Dans cette naissance d’une musique nouvelle, les rythmes acquirent une valeur avant les syllabes ; et la littérature latine nous fait voir une éloquence toute musicale et rythmique, insoucieuse des notions sises sous les mots, employant les cadences, les prolongements et les césures des phrases, à la façon de périodes mélodiques, destinées à créer l’émotion. L’éloquence de Cicéron, de Salluste, de Tite-Live, fut ainsi une combinaison solennelle et puissante de rythmes verbaux.

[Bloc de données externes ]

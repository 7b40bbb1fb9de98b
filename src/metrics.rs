//! Lightweight global metrics for KeyScope.
//!
//! Потокобезопасные атомарные счётчики для подсистем:
//! - HTTP (requests / errors)
//! - Browse (prefix / substring, keys visited, scan errors)
//! - Value lookups (hits / not found)
//! - Snapshot provisioning

use std::sync::atomic::{AtomicU64, Ordering};

// ----- HTTP -----
static HTTP_REQUESTS_TOTAL: AtomicU64 = AtomicU64::new(0);
static HTTP_ERRORS_TOTAL: AtomicU64 = AtomicU64::new(0);

// ----- Browse -----
static BROWSE_PREFIX_TOTAL: AtomicU64 = AtomicU64::new(0);
static BROWSE_SUBSTRING_TOTAL: AtomicU64 = AtomicU64::new(0);
static KEYS_VISITED_TOTAL: AtomicU64 = AtomicU64::new(0);
static SCAN_ERRORS_TOTAL: AtomicU64 = AtomicU64::new(0);

// ----- Values -----
static VALUE_LOOKUPS_TOTAL: AtomicU64 = AtomicU64::new(0);
static VALUE_NOT_FOUND_TOTAL: AtomicU64 = AtomicU64::new(0);

// ----- Snapshot -----
static SNAPSHOTS_PROVISIONED: AtomicU64 = AtomicU64::new(0);
static SNAPSHOT_FILES_LINKED: AtomicU64 = AtomicU64::new(0);

#[derive(Debug, Clone, Default)]
pub struct MetricsSnapshot {
    // HTTP
    pub http_requests_total: u64,
    pub http_errors_total: u64,

    // Browse
    pub browse_prefix_total: u64,
    pub browse_substring_total: u64,
    pub keys_visited_total: u64,
    pub scan_errors_total: u64,

    // Values
    pub value_lookups_total: u64,
    pub value_not_found_total: u64,

    // Snapshot
    pub snapshots_provisioned: u64,
    pub snapshot_files_linked: u64,
}

impl MetricsSnapshot {
    pub fn not_found_ratio(&self) -> f64 {
        if self.value_lookups_total == 0 {
            0.0
        } else {
            self.value_not_found_total as f64 / self.value_lookups_total as f64
        }
    }
}

// ----- Recorders (HTTP) -----
pub fn record_http_request() {
    HTTP_REQUESTS_TOTAL.fetch_add(1, Ordering::Relaxed);
}

pub fn record_http_error() {
    HTTP_ERRORS_TOTAL.fetch_add(1, Ordering::Relaxed);
}

// ----- Recorders (Browse) -----
pub fn record_browse_prefix() {
    BROWSE_PREFIX_TOTAL.fetch_add(1, Ordering::Relaxed);
}

pub fn record_browse_substring() {
    BROWSE_SUBSTRING_TOTAL.fetch_add(1, Ordering::Relaxed);
}

pub fn record_keys_visited(n: u64) {
    KEYS_VISITED_TOTAL.fetch_add(n, Ordering::Relaxed);
}

pub fn record_scan_error() {
    SCAN_ERRORS_TOTAL.fetch_add(1, Ordering::Relaxed);
}

// ----- Recorders (Values) -----
pub fn record_value_lookup(found: bool) {
    VALUE_LOOKUPS_TOTAL.fetch_add(1, Ordering::Relaxed);
    if !found {
        VALUE_NOT_FOUND_TOTAL.fetch_add(1, Ordering::Relaxed);
    }
}

// ----- Recorders (Snapshot) -----
pub fn record_snapshot_provisioned(files_linked: usize) {
    SNAPSHOTS_PROVISIONED.fetch_add(1, Ordering::Relaxed);
    SNAPSHOT_FILES_LINKED.fetch_add(files_linked as u64, Ordering::Relaxed);
}

// ----- Snapshot -----
pub fn snapshot() -> MetricsSnapshot {
    MetricsSnapshot {
        http_requests_total: HTTP_REQUESTS_TOTAL.load(Ordering::Relaxed),
        http_errors_total: HTTP_ERRORS_TOTAL.load(Ordering::Relaxed),

        browse_prefix_total: BROWSE_PREFIX_TOTAL.load(Ordering::Relaxed),
        browse_substring_total: BROWSE_SUBSTRING_TOTAL.load(Ordering::Relaxed),
        keys_visited_total: KEYS_VISITED_TOTAL.load(Ordering::Relaxed),
        scan_errors_total: SCAN_ERRORS_TOTAL.load(Ordering::Relaxed),

        value_lookups_total: VALUE_LOOKUPS_TOTAL.load(Ordering::Relaxed),
        value_not_found_total: VALUE_NOT_FOUND_TOTAL.load(Ordering::Relaxed),

        snapshots_provisioned: SNAPSHOTS_PROVISIONED.load(Ordering::Relaxed),
        snapshot_files_linked: SNAPSHOT_FILES_LINKED.load(Ordering::Relaxed),
    }
}

/// Render the snapshot in Prometheus text exposition format.
pub fn render_prometheus(m: &MetricsSnapshot) -> String {
    let mut out = String::new();

    let ver = env!("CARGO_PKG_VERSION");
    out.push_str("# HELP keyscope_build_info Build info.\n");
    out.push_str("# TYPE keyscope_build_info gauge\n");
    out.push_str(&format!("keyscope_build_info{{version=\"{}\"}} 1\n", ver));

    let counters: [(&str, &str, u64); 10] = [
        ("keyscope_http_requests_total", "HTTP requests received.", m.http_requests_total),
        ("keyscope_http_errors_total", "HTTP responses with status >= 400.", m.http_errors_total),
        ("keyscope_browse_prefix_total", "Prefix-mode browse calls.", m.browse_prefix_total),
        ("keyscope_browse_substring_total", "Substring-mode browse calls.", m.browse_substring_total),
        ("keyscope_keys_visited_total", "Keys visited by all scans.", m.keys_visited_total),
        ("keyscope_scan_errors_total", "Scans aborted by an engine error.", m.scan_errors_total),
        ("keyscope_value_lookups_total", "Point lookups.", m.value_lookups_total),
        ("keyscope_value_not_found_total", "Point lookups for absent keys.", m.value_not_found_total),
        ("keyscope_snapshots_provisioned", "Hard-link snapshots provisioned.", m.snapshots_provisioned),
        ("keyscope_snapshot_files_linked", "Files hard-linked into snapshots.", m.snapshot_files_linked),
    ];
    for (name, help, v) in counters {
        out.push_str(&format!("# HELP {} {}\n", name, help));
        out.push_str(&format!("# TYPE {} counter\n", name));
        out.push_str(&format!("{} {}\n", name, v));
    }

    out.push_str("# HELP keyscope_value_not_found_ratio Not-found share of lookups (percent).\n");
    out.push_str("# TYPE keyscope_value_not_found_ratio gauge\n");
    out.push_str(&format!(
        "keyscope_value_not_found_ratio {:.2}\n",
        m.not_found_ratio() * 100.0
    ));

    out
}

Par la suite des âges, un pouvoir pareil de signification émotionnelle s’attacha aux syllabes des mots ; c’est un progrès tout comparable à celui de la musique pure, qui, d’abord, fut la mélodie, valant par les seuls rythmes et mouvements, et qui fut enfin l’harmonie, où chaque note (accord) acquit une force spéciale et propre d’émotion. Certaines âmes affinées connurent la tristesse alanguie et la brûlante joie de maintes syllabes ; elles y trouvèrent la notation d’émotions musicales, mais aussi différentes des émotions de la pure musique que des émotions produites par les procédés plastiques. Une harmonie des mots apparut possible, légitime : après la musique parlée des orateurs, naquit ia musique écrite des poètes.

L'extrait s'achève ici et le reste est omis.